What the task asks
Scan the records below, and wherever a line has the word "match", pull it out.

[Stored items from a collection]
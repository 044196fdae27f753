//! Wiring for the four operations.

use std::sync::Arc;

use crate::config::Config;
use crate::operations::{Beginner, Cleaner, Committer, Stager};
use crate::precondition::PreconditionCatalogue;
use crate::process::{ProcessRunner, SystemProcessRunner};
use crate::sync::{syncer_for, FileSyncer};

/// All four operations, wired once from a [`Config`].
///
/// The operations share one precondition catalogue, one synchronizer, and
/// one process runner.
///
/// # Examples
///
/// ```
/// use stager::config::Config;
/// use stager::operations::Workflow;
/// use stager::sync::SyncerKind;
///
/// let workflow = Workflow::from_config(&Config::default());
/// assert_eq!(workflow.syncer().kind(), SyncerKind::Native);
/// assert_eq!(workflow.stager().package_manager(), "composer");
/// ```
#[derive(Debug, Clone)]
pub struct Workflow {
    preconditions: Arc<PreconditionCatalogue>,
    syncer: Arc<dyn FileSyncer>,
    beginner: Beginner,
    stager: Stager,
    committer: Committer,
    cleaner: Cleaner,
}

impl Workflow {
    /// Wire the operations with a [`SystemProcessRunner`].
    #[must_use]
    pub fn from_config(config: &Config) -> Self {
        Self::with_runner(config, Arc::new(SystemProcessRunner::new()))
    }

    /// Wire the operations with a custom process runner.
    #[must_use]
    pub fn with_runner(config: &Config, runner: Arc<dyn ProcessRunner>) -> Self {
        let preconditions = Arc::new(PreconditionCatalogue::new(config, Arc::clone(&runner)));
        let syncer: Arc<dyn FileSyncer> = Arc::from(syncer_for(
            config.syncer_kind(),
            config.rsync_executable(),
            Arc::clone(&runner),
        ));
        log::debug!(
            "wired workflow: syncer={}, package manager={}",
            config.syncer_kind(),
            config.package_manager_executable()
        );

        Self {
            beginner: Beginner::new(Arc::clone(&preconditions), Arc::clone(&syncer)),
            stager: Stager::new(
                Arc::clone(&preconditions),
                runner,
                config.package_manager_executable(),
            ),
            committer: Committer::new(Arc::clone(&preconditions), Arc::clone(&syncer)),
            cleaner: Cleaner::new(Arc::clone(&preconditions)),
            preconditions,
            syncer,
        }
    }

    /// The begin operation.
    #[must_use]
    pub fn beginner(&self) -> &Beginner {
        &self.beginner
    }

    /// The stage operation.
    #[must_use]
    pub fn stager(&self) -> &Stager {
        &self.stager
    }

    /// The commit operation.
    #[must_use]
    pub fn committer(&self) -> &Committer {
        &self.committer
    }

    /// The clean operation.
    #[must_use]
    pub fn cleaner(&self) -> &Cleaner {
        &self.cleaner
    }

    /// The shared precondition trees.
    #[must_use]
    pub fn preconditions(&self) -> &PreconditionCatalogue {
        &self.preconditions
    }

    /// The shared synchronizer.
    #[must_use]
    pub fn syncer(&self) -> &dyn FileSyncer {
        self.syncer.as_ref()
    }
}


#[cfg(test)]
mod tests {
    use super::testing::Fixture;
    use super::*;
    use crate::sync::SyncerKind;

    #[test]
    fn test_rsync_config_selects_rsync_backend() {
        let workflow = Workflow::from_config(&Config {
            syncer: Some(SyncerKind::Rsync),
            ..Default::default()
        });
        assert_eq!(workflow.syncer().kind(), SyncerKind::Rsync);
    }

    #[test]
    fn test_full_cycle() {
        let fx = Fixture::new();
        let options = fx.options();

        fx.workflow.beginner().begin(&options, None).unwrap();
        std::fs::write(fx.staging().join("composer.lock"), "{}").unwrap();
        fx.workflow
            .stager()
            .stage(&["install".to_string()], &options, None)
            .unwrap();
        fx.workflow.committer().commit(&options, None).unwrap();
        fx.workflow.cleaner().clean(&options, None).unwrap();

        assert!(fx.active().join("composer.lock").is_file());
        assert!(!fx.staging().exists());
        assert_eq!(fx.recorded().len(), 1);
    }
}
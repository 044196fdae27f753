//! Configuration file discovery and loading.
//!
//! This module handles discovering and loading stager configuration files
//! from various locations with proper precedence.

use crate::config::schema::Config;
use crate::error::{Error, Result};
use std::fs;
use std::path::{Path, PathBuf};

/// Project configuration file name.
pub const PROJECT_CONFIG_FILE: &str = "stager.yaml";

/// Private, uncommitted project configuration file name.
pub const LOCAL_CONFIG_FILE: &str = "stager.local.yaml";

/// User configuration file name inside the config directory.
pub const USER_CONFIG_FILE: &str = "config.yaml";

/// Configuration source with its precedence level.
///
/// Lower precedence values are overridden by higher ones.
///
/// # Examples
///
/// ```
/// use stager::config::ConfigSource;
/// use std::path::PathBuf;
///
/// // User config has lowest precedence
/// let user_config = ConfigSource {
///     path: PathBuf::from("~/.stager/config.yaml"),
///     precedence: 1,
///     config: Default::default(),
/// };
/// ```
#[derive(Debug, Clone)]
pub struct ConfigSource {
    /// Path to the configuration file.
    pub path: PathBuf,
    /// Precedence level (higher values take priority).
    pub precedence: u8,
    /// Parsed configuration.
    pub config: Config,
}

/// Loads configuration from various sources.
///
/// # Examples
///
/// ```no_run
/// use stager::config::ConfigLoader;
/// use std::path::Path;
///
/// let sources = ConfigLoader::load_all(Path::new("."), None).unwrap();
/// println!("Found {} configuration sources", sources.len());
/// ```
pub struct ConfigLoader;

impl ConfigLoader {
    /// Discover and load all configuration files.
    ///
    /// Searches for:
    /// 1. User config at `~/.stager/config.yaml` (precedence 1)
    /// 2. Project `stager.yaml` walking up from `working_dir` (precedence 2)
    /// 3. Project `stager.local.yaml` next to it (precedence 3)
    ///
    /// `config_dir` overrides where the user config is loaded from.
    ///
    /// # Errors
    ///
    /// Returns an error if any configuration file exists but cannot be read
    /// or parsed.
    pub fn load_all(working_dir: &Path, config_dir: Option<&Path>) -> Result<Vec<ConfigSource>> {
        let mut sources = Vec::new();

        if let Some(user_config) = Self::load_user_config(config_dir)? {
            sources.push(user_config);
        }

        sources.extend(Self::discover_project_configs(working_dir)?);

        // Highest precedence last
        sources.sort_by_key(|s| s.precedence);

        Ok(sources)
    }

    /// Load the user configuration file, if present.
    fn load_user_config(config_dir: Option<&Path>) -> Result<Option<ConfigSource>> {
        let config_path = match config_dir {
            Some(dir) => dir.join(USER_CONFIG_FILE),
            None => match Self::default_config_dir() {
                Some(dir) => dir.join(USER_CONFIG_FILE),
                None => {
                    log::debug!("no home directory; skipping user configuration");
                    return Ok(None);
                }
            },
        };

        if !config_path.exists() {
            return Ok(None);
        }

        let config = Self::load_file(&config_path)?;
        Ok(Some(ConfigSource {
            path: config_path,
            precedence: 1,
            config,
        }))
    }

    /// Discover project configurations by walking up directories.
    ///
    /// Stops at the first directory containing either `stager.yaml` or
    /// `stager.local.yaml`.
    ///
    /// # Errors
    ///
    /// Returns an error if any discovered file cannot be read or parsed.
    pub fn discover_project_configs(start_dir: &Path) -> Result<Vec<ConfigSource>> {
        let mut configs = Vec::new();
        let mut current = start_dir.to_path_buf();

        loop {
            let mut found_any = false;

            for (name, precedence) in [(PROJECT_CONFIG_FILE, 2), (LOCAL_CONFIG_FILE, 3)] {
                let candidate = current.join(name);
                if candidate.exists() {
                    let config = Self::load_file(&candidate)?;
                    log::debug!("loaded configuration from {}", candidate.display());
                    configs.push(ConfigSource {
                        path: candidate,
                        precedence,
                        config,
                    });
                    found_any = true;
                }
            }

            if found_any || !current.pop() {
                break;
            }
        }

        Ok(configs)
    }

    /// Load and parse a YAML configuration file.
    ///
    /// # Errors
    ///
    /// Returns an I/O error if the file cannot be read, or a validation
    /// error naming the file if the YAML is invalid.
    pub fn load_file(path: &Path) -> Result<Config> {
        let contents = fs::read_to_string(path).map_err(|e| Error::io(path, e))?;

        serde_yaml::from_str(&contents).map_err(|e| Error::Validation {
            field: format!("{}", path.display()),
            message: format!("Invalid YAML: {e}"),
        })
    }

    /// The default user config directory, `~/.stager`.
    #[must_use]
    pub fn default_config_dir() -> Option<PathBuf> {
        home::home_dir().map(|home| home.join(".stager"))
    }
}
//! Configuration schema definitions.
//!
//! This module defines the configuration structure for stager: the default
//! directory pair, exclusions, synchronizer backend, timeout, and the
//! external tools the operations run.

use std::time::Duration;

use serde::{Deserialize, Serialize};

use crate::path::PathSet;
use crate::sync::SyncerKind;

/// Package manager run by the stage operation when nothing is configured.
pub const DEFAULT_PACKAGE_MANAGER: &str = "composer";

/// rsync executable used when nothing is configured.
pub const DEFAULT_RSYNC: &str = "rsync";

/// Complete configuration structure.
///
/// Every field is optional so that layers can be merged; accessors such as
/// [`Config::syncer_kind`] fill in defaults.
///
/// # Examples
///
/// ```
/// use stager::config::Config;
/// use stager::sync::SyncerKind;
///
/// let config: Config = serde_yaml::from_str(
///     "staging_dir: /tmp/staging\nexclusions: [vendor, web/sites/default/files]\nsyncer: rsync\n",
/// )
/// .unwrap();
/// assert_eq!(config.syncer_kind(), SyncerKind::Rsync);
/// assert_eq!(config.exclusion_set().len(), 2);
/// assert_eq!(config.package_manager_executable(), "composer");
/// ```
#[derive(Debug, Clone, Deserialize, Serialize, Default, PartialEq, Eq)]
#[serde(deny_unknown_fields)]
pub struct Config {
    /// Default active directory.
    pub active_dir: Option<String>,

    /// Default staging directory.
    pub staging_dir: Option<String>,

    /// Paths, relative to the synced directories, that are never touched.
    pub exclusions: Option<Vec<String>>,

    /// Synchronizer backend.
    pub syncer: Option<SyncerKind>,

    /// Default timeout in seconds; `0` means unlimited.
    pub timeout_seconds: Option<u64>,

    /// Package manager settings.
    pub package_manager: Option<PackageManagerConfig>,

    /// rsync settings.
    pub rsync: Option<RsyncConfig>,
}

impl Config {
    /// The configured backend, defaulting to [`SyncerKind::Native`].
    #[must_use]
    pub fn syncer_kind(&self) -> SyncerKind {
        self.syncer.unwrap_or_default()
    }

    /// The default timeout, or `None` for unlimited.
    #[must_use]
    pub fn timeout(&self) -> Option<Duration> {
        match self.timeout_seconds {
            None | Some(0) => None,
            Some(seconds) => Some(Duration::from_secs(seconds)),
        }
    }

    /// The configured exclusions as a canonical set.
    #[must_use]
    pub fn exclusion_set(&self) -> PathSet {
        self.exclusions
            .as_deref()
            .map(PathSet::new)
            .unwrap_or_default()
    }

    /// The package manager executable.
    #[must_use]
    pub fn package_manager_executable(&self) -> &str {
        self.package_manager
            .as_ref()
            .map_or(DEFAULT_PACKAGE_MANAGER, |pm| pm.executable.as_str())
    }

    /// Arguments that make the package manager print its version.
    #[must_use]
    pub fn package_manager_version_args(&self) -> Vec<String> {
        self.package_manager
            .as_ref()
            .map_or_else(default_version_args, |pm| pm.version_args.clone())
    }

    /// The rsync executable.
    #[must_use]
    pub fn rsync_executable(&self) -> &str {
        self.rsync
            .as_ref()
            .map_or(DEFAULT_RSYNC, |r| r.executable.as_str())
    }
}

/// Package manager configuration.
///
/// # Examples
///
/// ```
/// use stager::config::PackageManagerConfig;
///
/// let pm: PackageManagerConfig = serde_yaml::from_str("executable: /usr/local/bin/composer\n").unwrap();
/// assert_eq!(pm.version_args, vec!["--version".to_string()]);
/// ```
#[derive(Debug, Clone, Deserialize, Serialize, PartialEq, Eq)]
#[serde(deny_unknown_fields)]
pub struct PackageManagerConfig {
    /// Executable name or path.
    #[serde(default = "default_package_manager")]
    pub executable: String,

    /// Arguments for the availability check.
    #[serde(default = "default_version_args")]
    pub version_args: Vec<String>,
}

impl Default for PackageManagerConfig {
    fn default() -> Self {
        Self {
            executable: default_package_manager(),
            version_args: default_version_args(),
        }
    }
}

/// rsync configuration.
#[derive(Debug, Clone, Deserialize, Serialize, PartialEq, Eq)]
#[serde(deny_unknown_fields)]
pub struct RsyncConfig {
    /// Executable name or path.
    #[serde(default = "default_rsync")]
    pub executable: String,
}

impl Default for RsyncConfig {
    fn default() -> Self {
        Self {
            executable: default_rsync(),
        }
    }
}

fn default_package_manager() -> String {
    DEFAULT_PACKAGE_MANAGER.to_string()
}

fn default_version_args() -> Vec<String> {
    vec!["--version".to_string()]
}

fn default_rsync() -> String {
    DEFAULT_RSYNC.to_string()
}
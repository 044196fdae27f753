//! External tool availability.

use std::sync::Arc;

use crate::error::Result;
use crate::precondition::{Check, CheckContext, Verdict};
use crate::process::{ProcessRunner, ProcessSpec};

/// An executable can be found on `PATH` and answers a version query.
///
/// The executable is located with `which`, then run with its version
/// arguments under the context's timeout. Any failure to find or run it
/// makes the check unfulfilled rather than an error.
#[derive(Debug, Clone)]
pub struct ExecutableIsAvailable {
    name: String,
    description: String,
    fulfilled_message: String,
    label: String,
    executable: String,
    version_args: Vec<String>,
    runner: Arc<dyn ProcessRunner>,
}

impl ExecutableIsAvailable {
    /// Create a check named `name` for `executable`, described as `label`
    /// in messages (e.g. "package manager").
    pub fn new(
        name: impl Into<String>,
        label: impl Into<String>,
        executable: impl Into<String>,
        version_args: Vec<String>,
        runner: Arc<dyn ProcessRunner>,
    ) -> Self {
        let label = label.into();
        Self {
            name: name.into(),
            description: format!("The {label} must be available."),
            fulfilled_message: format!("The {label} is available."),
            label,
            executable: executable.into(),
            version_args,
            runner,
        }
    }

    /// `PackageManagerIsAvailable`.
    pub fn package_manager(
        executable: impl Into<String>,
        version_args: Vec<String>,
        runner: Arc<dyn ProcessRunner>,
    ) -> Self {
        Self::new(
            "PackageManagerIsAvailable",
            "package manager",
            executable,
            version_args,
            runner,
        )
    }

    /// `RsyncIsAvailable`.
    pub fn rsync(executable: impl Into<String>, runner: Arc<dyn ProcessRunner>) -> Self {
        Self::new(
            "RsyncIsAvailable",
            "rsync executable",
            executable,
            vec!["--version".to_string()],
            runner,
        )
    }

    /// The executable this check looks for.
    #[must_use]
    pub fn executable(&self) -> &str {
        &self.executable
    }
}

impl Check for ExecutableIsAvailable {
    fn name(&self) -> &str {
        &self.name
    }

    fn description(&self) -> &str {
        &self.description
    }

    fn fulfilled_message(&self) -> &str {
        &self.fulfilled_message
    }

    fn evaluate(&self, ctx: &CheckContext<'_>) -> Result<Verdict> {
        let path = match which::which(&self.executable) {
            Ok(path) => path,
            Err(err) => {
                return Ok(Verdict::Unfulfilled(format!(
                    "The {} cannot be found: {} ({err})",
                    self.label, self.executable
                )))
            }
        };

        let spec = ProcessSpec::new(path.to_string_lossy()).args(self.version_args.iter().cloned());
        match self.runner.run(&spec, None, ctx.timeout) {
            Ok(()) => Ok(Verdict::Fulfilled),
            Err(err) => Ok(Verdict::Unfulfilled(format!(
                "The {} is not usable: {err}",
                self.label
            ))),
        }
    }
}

Solution to this exercise
        let config_path = match config_dir {
            None => match Self::default_config_dir() {
        match self.timeout_seconds {
        let path = match which::which(&self.executable) {
        match self.runner.run(&spec, None, ctx.timeout) {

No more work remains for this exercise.